Мигель заметил, что шарф, прикрывающий голову Ханны, немного сполз и из-под него выбился густой черный локон. Лишь недавно приобщившись к иудейским порядкам, она, вероятно, не чувствовала силу закона, воспрещающего замужней женщине показывать волосы какому-либо мужчине, кроме своего мужа. Когда Мигель только приехал в Амстердам, этот запрет показался ему странным, но теперь он настолько привык к нему, что едва ли был бы шокирован сильнее, обнажи она перед ним свою грудь, большую и представляющую для него явный интерес.

По правде сказать, эта прядь волос подействовала на него крайне возбуждающе.

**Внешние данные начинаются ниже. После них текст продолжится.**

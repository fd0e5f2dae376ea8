use weather_kiosk::error::KioskError;

#[test]
fn error_constructors_group_1() {
    assert!(matches!(KioskError::config("x"), KioskError::Config { .. }));
    assert!(matches!(KioskError::timeout("x"), KioskError::Timeout { .. }));
    assert!(matches!(
        KioskError::http(502, "x"),
        KioskError::Http { status: 502, .. }
    ));
    assert!(matches!(KioskError::network("x"), KioskError::Network { .. }));
    assert!(matches!(KioskError::web("x"), KioskError::Web { .. }));
}

#[test]
fn error_constructors_group_2() {
    assert!(matches!(
        KioskError::shape("hourly", "empty"),
        KioskError::Shape { .. }
    ));
    assert!(matches!(
        KioskError::serialization("s"),
        KioskError::Serialization { .. }
    ));
    assert!(matches!(KioskError::io("x"), KioskError::Io { .. }));
    assert!(matches!(
        KioskError::validation("f", "m"),
        KioskError::Validation { .. }
    ));
    assert!(matches!(KioskError::generic("x"), KioskError::Generic { .. }));
}

#[test]
fn transport_and_shape_are_separate_layers() {
    assert!(KioskError::timeout("t").is_transport());
    assert!(KioskError::http(500, "s").is_transport());
    assert!(KioskError::network("n").is_transport());
    assert!(KioskError::serialization("j").is_transport());
    assert!(!KioskError::shape("daily", "d").is_transport());
    assert!(!KioskError::config("c").is_transport());
}

#[test]
fn display_messages() {
    let e = KioskError::validation("field", "bad");
    assert!(format!("{}", e).contains("Validation error"));

    let e = KioskError::shape("daily", "first entry lacks weekday");
    assert_eq!(
        format!("{}", e),
        "Shape error in daily: first entry lacks weekday"
    );
}
//! # Weather Kiosk - source-reconciling weather dashboard renderer
//!
//! Polls a home weather backend for current conditions, an hourly
//! forecast and a five-day forecast, and renders them onto a fixed kiosk
//! layout. Each displayed quantity is taken from the local sensor station
//! when it is enabled and reporting, from the forecast provider where that
//! can stand in, or hidden, and the layout degrades from a dual-source to a
//! single-source arrangement without leaving gaps.
//!
//! ## Architecture
//!
//! - `config`: YAML process configuration and validation
//! - `logging`: Structured logging and tracing
//! - `api`: Backend HTTP client, wire types and section validation
//! - `reconcile`: Availability tracking, source resolution, pressure
//!   trend and data-quality scoring
//! - `ui`: Regions, the rendering surface, layout adaptation and render
//!   passes
//! - `dashboard`: State, refresh/theme cycles and the timer loop
//! - `web`: Read-only view server

pub mod api;
pub mod config;
pub mod dashboard;
pub mod error;
pub mod logging;
pub mod reconcile;
pub mod ui;
pub mod web;

// Re-export commonly used types
pub use config::Config;
pub use dashboard::{Dashboard, DashboardState, RefreshOutcome};
pub use error::{KioskError, Result};
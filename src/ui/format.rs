//! Display formatting for values that are not source-resolved

use crate::reconcile::{Quantity, format_value};
use chrono::{DateTime, Datelike, NaiveDate};
use chrono_tz::Tz;

const MONTHS: [&str; 12] = [
    "jan", "feb", "mar", "apr", "maj", "jun", "jul", "aug", "sep", "okt", "nov", "dec",
];

fn present(value: Option<f64>) -> Option<f64> {
    value.filter(|v| v.is_finite())
}

/// One decimal, `--.-°` when missing
pub fn temperature(value: Option<f64>) -> String {
    match present(value) {
        Some(v) => format_value(Quantity::TemperatureActual, v),
        None => "--.-°".to_string(),
    }
}

/// Whole degrees, `--°` when missing
pub fn temperature_integer(value: Option<f64>) -> String {
    match present(value) {
        Some(v) => format!("{}°", v.round() as i64),
        None => "--°".to_string(),
    }
}

pub fn pressure(value: Option<f64>) -> String {
    match present(value) {
        Some(v) => format_value(Quantity::Pressure, v),
        None => "-- hPa".to_string(),
    }
}

/// Empty for dry hours
pub fn precipitation(value: Option<f64>) -> String {
    match present(value) {
        Some(v) if v > 0.0 => format!("{:.1} mm", v),
        _ => String::new(),
    }
}

/// Swedish description of a forecast weather symbol (1..=27)
pub fn weather_description(symbol: Option<f64>) -> &'static str {
    let Some(s) = present(symbol) else {
        return "Okänt";
    };
    match s.trunc() as i64 {
        1 => "Klart",
        2 => "Nästan klart",
        3 => "Växlande",
        4 => "Halvklart",
        5 => "Molnigt",
        6 => "Mulet",
        7 => "Dimma",
        8..=10 => "Regnskurar",
        11 | 21 => "Åska",
        12..=14 | 22..=24 => "Snöblandat",
        15..=17 => "Snöbyar",
        18..=20 => "Regn",
        25..=27 => "Snöfall",
        _ => "Okänt",
    }
}

/// English weekday names become Swedish; anything else passes through
pub fn weekday(name: &str) -> String {
    match name.trim() {
        "Monday" => "Måndag",
        "Tuesday" => "Tisdag",
        "Wednesday" => "Onsdag",
        "Thursday" => "Torsdag",
        "Friday" => "Fredag",
        "Saturday" => "Lördag",
        "Sunday" => "Söndag",
        other => other,
    }
    .to_string()
}

/// `YYYY-MM-DD` as `d mon`; unparseable input is returned unchanged
pub fn daily_date(date: &str) -> String {
    let head = date.get(..10).unwrap_or(date);
    match NaiveDate::parse_from_str(head, "%Y-%m-%d") {
        Ok(d) => format!("{} {}", d.day(), MONTHS[d.month0() as usize]),
        Err(_) => date.to_string(),
    }
}

/// RFC 3339 timestamp as local `HH:MM`, `--:--` when unreadable
pub fn sun_time(timestamp: Option<&str>, tz: Tz) -> String {
    timestamp
        .and_then(|s| DateTime::parse_from_rfc3339(s.trim()).ok())
        .map(|dt| dt.with_timezone(&tz).format("%H:%M").to_string())
        .unwrap_or_else(|| "--:--".to_string())
}
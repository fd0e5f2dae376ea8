use super::availability::{AvailabilitySnapshot, Quantity, Source, StationEnablement};
use super::trend::{TrendReading, derive_fallback_trend};
use crate::api::CurrentPayload;
use serde::Serialize;

/// Which source a quantity resolves to, before looking at the value
#[derive(Debug, Clone, Copy, PartialEq, Eq, Serialize)]
pub struct SourceInfo {
    pub source: Source,
    pub available: bool,
    pub fallback: bool,
}

/// One quantity after source priority has been applied
#[derive(Debug, Clone, PartialEq, Serialize)]
pub struct ResolvedDataPoint {
    pub quantity: Quantity,
    pub value: Option<f64>,
    pub source: Source,
    pub is_fallback: bool,
    pub should_display: bool,
    pub formatted_text: Option<String>,
    /// Only set for the pressure trend
    #[serde(skip_serializing_if = "Option::is_none")]
    pub trend: Option<TrendReading>,
}

impl ResolvedDataPoint {
    fn hidden(quantity: Quantity) -> Self {
        Self {
            quantity,
            value: None,
            source: Source::None,
            is_fallback: false,
            should_display: false,
            formatted_text: None,
            trend: None,
        }
    }
}

/// Applies the static source priority: the station first, when enabled
/// and present, then the forecast provider where it can stand in.
#[derive(Debug, Clone, Copy)]
pub struct Resolver<'a> {
    availability: &'a AvailabilitySnapshot,
    station_enabled: bool,
}

impl<'a> Resolver<'a> {
    pub fn new(availability: &'a AvailabilitySnapshot, enablement: StationEnablement) -> Self {
        Self {
            availability,
            station_enabled: enablement.is_enabled(),
        }
    }

    pub fn station_enabled(&self) -> bool {
        self.station_enabled
    }

    pub fn source_of(&self, quantity: Quantity) -> SourceInfo {
        if self.station_enabled && self.availability.station(quantity) {
            SourceInfo {
                source: Source::Station,
                available: true,
                fallback: false,
            }
        } else if quantity.has_forecast_fallback() && self.availability.forecast(quantity) {
            SourceInfo {
                source: Source::Forecast,
                available: true,
                fallback: true,
            }
        } else {
            SourceInfo {
                source: Source::None,
                available: false,
                fallback: false,
            }
        }
    }

    /// Resolve a raw value already taken from the winning source.
    ///
    /// For the pressure trend `raw` is the forecast pressure, from which
    /// the fallback trend is derived. A station trend needs its label,
    /// which a bare pressure change does not carry, so it resolves with
    /// `should_display == false` here; use [`Self::resolve_from`].
    pub fn resolve(&self, quantity: Quantity, raw: Option<f64>) -> ResolvedDataPoint {
        let info = self.source_of(quantity);
        if info.source == Source::None {
            return ResolvedDataPoint::hidden(quantity);
        }

        let value = raw.filter(|v| v.is_finite());
        let (formatted_text, trend) = match (quantity, info.source, value) {
            (_, _, None) => (None, None),
            (Quantity::PressureTrend, Source::Forecast, Some(p)) => {
                let reading = derive_fallback_trend(Some(p));
                (Some(reading.display_text()), Some(reading))
            }
            (Quantity::PressureTrend, _, Some(_)) => (None, None),
            (_, _, Some(v)) => (Some(format_value(quantity, v)), None),
        };

        ResolvedDataPoint {
            quantity,
            value,
            source: info.source,
            is_fallback: info.fallback,
            should_display: formatted_text.is_some(),
            formatted_text,
            trend,
        }
    }

    /// Resolve a quantity straight from a payload, reading the value from
    /// whichever source wins.
    pub fn resolve_from(&self, quantity: Quantity, payload: &CurrentPayload) -> ResolvedDataPoint {
        let info = self.source_of(quantity);
        match (quantity, info.source) {
            (_, Source::None) => ResolvedDataPoint::hidden(quantity),
            (Quantity::PressureTrend, Source::Station) => {
                let Some(raw) = payload
                    .station
                    .as_ref()
                    .and_then(|s| s.pressure_trend.as_ref())
                else {
                    return ResolvedDataPoint::hidden(quantity);
                };
                let reading = TrendReading::from_station(raw);
                ResolvedDataPoint {
                    quantity,
                    value: Some(reading.pressure_change),
                    source: Source::Station,
                    is_fallback: false,
                    should_display: true,
                    formatted_text: Some(reading.display_text()),
                    trend: Some(reading),
                }
            }
            (_, Source::Station) => self.resolve(quantity, station_value(quantity, payload)),
            (_, Source::Forecast) => self.resolve(quantity, forecast_value(quantity, payload)),
        }
    }

    /// Every quantity, recomputed together from one payload
    pub fn resolve_all(&self, payload: &CurrentPayload) -> Vec<ResolvedDataPoint> {
        Quantity::ALL
            .iter()
            .map(|q| self.resolve_from(*q, payload))
            .collect()
    }

    /// The trend to show on the barometer, whatever its origin.
    ///
    /// Unlike [`Self::resolve_from`] this falls back to the synthetic
    /// trend whenever the station trend is unusable, so the barometer
    /// always has something to show when any pressure is known.
    pub fn resolve_trend(&self, payload: &CurrentPayload) -> TrendReading {
        let point = self.resolve_from(Quantity::PressureTrend, payload);
        point.trend.unwrap_or_else(|| {
            derive_fallback_trend(payload.forecast.as_ref().and_then(|f| f.pressure))
        })
    }
}

fn station_value(quantity: Quantity, payload: &CurrentPayload) -> Option<f64> {
    let station = payload.station.as_ref()?;
    match quantity {
        Quantity::TemperatureActual => station.temperature,
        Quantity::Humidity => station.humidity,
        Quantity::Pressure => station.pressure,
        Quantity::Co2 => station.co2,
        Quantity::Noise => station.noise,
        Quantity::PressureTrend => station.pressure_trend.as_ref()?.pressure_change,
    }
}

fn forecast_value(quantity: Quantity, payload: &CurrentPayload) -> Option<f64> {
    let forecast = payload.forecast.as_ref()?;
    match quantity {
        Quantity::Humidity => forecast.humidity,
        Quantity::Pressure | Quantity::PressureTrend => forecast.pressure,
        _ => None,
    }
}

/// Display text for a present value. Zero is an ordinary value.
pub fn format_value(quantity: Quantity, value: f64) -> String {
    match quantity {
        Quantity::TemperatureActual => format!("{:.1}°", value),
        Quantity::Humidity => format!("{}% Luftfuktighet", round(value)),
        Quantity::Pressure => format!("{} hPa", round(value)),
        Quantity::Co2 => format!("{} ppm Luftkvalitet", round(value)),
        Quantity::Noise => format!("{} dB Ljud", round(value)),
        Quantity::PressureTrend => format!("{:+.1} hPa", value),
    }
}

fn round(value: f64) -> i64 {
    value.round() as i64
}
//! Barometric pressure trend.
//!
//! The station computes a real tendency from its own history. When that
//! is missing, a coarse trend is synthesised from the absolute forecast
//! pressure. That fallback is an approximation: it looks at the level,
//! not at a rate of change, and is always tagged `basic` quality.

use crate::api::StationTrend;
use serde::{Deserialize, Serialize};

/// Above this forecast pressure the fallback reports rising
pub const HIGH_PRESSURE_HPA: f64 = 1020.0;
/// Below this forecast pressure the fallback reports falling
pub const LOW_PRESSURE_HPA: f64 = 1000.0;

#[derive(Debug, Clone, Copy, PartialEq, Eq, Hash, Serialize, Deserialize)]
pub enum Trend {
    #[serde(rename = "rising")]
    Rising,
    #[serde(rename = "falling")]
    Falling,
    #[serde(rename = "stable")]
    Stable,
    #[serde(rename = "n/a")]
    NotAvailable,
}

impl Trend {
    pub fn parse(s: &str) -> Self {
        match s.trim().to_ascii_lowercase().as_str() {
            "rising" => Trend::Rising,
            "falling" => Trend::Falling,
            "stable" => Trend::Stable,
            _ => Trend::NotAvailable,
        }
    }

    pub fn as_str(&self) -> &'static str {
        match self {
            Trend::Rising => "rising",
            Trend::Falling => "falling",
            Trend::Stable => "stable",
            Trend::NotAvailable => "n/a",
        }
    }

    pub fn label(&self) -> &'static str {
        match self {
            Trend::Rising => "Stigande",
            Trend::Falling => "Fallande",
            Trend::Stable => "Stabilt",
            Trend::NotAvailable => "Okänt",
        }
    }

    /// Arrow shown next to the barometer reading
    pub fn arrow(&self) -> &'static str {
        match self {
            Trend::Rising => "↗",
            Trend::Falling => "↘",
            Trend::Stable => "→",
            Trend::NotAvailable => "?",
        }
    }
}

impl PartialEq<&str> for Trend {
    fn eq(&self, other: &&str) -> bool {
        self.as_str() == *other
    }
}

#[derive(Debug, Clone, Copy, PartialEq, Eq, PartialOrd, Ord, Hash, Serialize, Deserialize)]
#[serde(rename_all = "lowercase")]
pub enum AnalysisQuality {
    Poor,
    Basic,
    Fair,
    Good,
    Excellent,
}

impl AnalysisQuality {
    /// Unknown labels are treated as `poor`
    pub fn parse(s: &str) -> Self {
        match s.trim().to_ascii_lowercase().as_str() {
            "basic" => AnalysisQuality::Basic,
            "fair" => AnalysisQuality::Fair,
            "good" => AnalysisQuality::Good,
            "excellent" => AnalysisQuality::Excellent,
            _ => AnalysisQuality::Poor,
        }
    }

    pub fn as_str(&self) -> &'static str {
        match self {
            AnalysisQuality::Poor => "poor",
            AnalysisQuality::Basic => "basic",
            AnalysisQuality::Fair => "fair",
            AnalysisQuality::Good => "good",
            AnalysisQuality::Excellent => "excellent",
        }
    }
}

#[derive(Debug, Clone, Copy, PartialEq, Eq, Serialize, Deserialize)]
#[serde(rename_all = "snake_case")]
pub enum TrendOrigin {
    Station,
    ForecastFallback,
}

#[derive(Debug, Clone, PartialEq, Serialize, Deserialize)]
pub struct TrendReading {
    pub trend: Trend,
    pub description: String,
    pub analysis_quality: AnalysisQuality,
    /// Hours of history behind the trend; zero for the fallback
    pub data_hours: f64,
    /// hPa change over `data_hours`; zero for the fallback
    pub pressure_change: f64,
    pub origin: TrendOrigin,
}

impl TrendReading {
    pub fn from_station(raw: &StationTrend) -> Self {
        let trend = raw
            .trend
            .as_deref()
            .map(Trend::parse)
            .unwrap_or(Trend::NotAvailable);
        Self {
            trend,
            description: raw
                .description
                .clone()
                .unwrap_or_else(|| trend.label().to_string()),
            analysis_quality: raw
                .analysis_quality
                .as_deref()
                .map(AnalysisQuality::parse)
                .unwrap_or(AnalysisQuality::Poor),
            data_hours: raw.data_hours.filter(|v| v.is_finite()).unwrap_or(0.0),
            pressure_change: raw.pressure_change.filter(|v| v.is_finite()).unwrap_or(0.0),
            origin: TrendOrigin::Station,
        }
    }

    /// `Trend: Stigande` and friends
    pub fn display_text(&self) -> String {
        format!("Trend: {}", self.trend.label())
    }
}

/// Coarse trend from the absolute forecast pressure.
///
/// `0` hPa is a reading like any other and reports falling.
pub fn derive_fallback_trend(pressure: Option<f64>) -> TrendReading {
    let Some(p) = pressure.filter(|v| v.is_finite()) else {
        return TrendReading {
            trend: Trend::NotAvailable,
            description: "Ingen tryckdata".to_string(),
            analysis_quality: AnalysisQuality::Poor,
            data_hours: 0.0,
            pressure_change: 0.0,
            origin: TrendOrigin::ForecastFallback,
        };
    };

    let (trend, description) = if p > HIGH_PRESSURE_HPA {
        (Trend::Rising, "Högtryck")
    } else if p < LOW_PRESSURE_HPA {
        (Trend::Falling, "Lågtryck")
    } else {
        (Trend::Stable, "Normalt tryck")
    };

    TrendReading {
        trend,
        description: description.to_string(),
        analysis_quality: AnalysisQuality::Basic,
        data_hours: 0.0,
        pressure_change: 0.0,
        origin: TrendOrigin::ForecastFallback,
    }
}
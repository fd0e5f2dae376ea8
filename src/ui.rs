//! Kiosk presentation layer
//!
//! Decision code (adaptation) is kept apart from the surface it is applied
//! to, so everything here runs against the in-memory [`ViewTree`] in tests
//! and in the running kiosk alike.

pub mod adaptation;
pub mod format;
pub mod region;
pub mod render;
pub mod surface;
pub mod wind;

pub use adaptation::{
    Adaptation, Labels, apply_adaptations, attach_wind_annotation, decide_adaptations,
};
pub use region::Region;
pub use surface::{RegionView, UiSurface, ViewTree};
pub use wind::WindUnit;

– Быть может, вы захотите попробовать его как-нибудь, – сказал Мигель торопливо, что выдавало его неловкость.

Его бросило в жар и пульс участился. Он не мог отвести взгляда от этого локона. Он представлял, каким тот мог быть на ощупь – гладким и в то же время упругим. Он почти ощущал его запах. Знала ли она, что обнажила волосы? Едва ли. Он хотел как-то намекнуть, чтобы она могла исправить ошибку, до того как Даниель ее обнаружит, но если он скажет, что она сделала, это может напугать ее до смерти.

– Я с удовольствием угощу вас этим чаем как-нибудь в другой раз, – сказал он. – Надеюсь, вы закроете дверь, когда будете выходить.

Ханна поняла намек:

– Извините, что потревожила вас, сеньор.

Она стала подниматься по лестнице.

Он хотел позвать ее, сказать, что вовсе она его не потревожила. Он не мог позволить ей уйти, чувствуя себя глупо. Но он точно знал, что этого ему делать не следовало. Пусть чувствует себя глупо. Пусть не вздумает приходить еще раз. Ничего хорошего из этого не выйдет.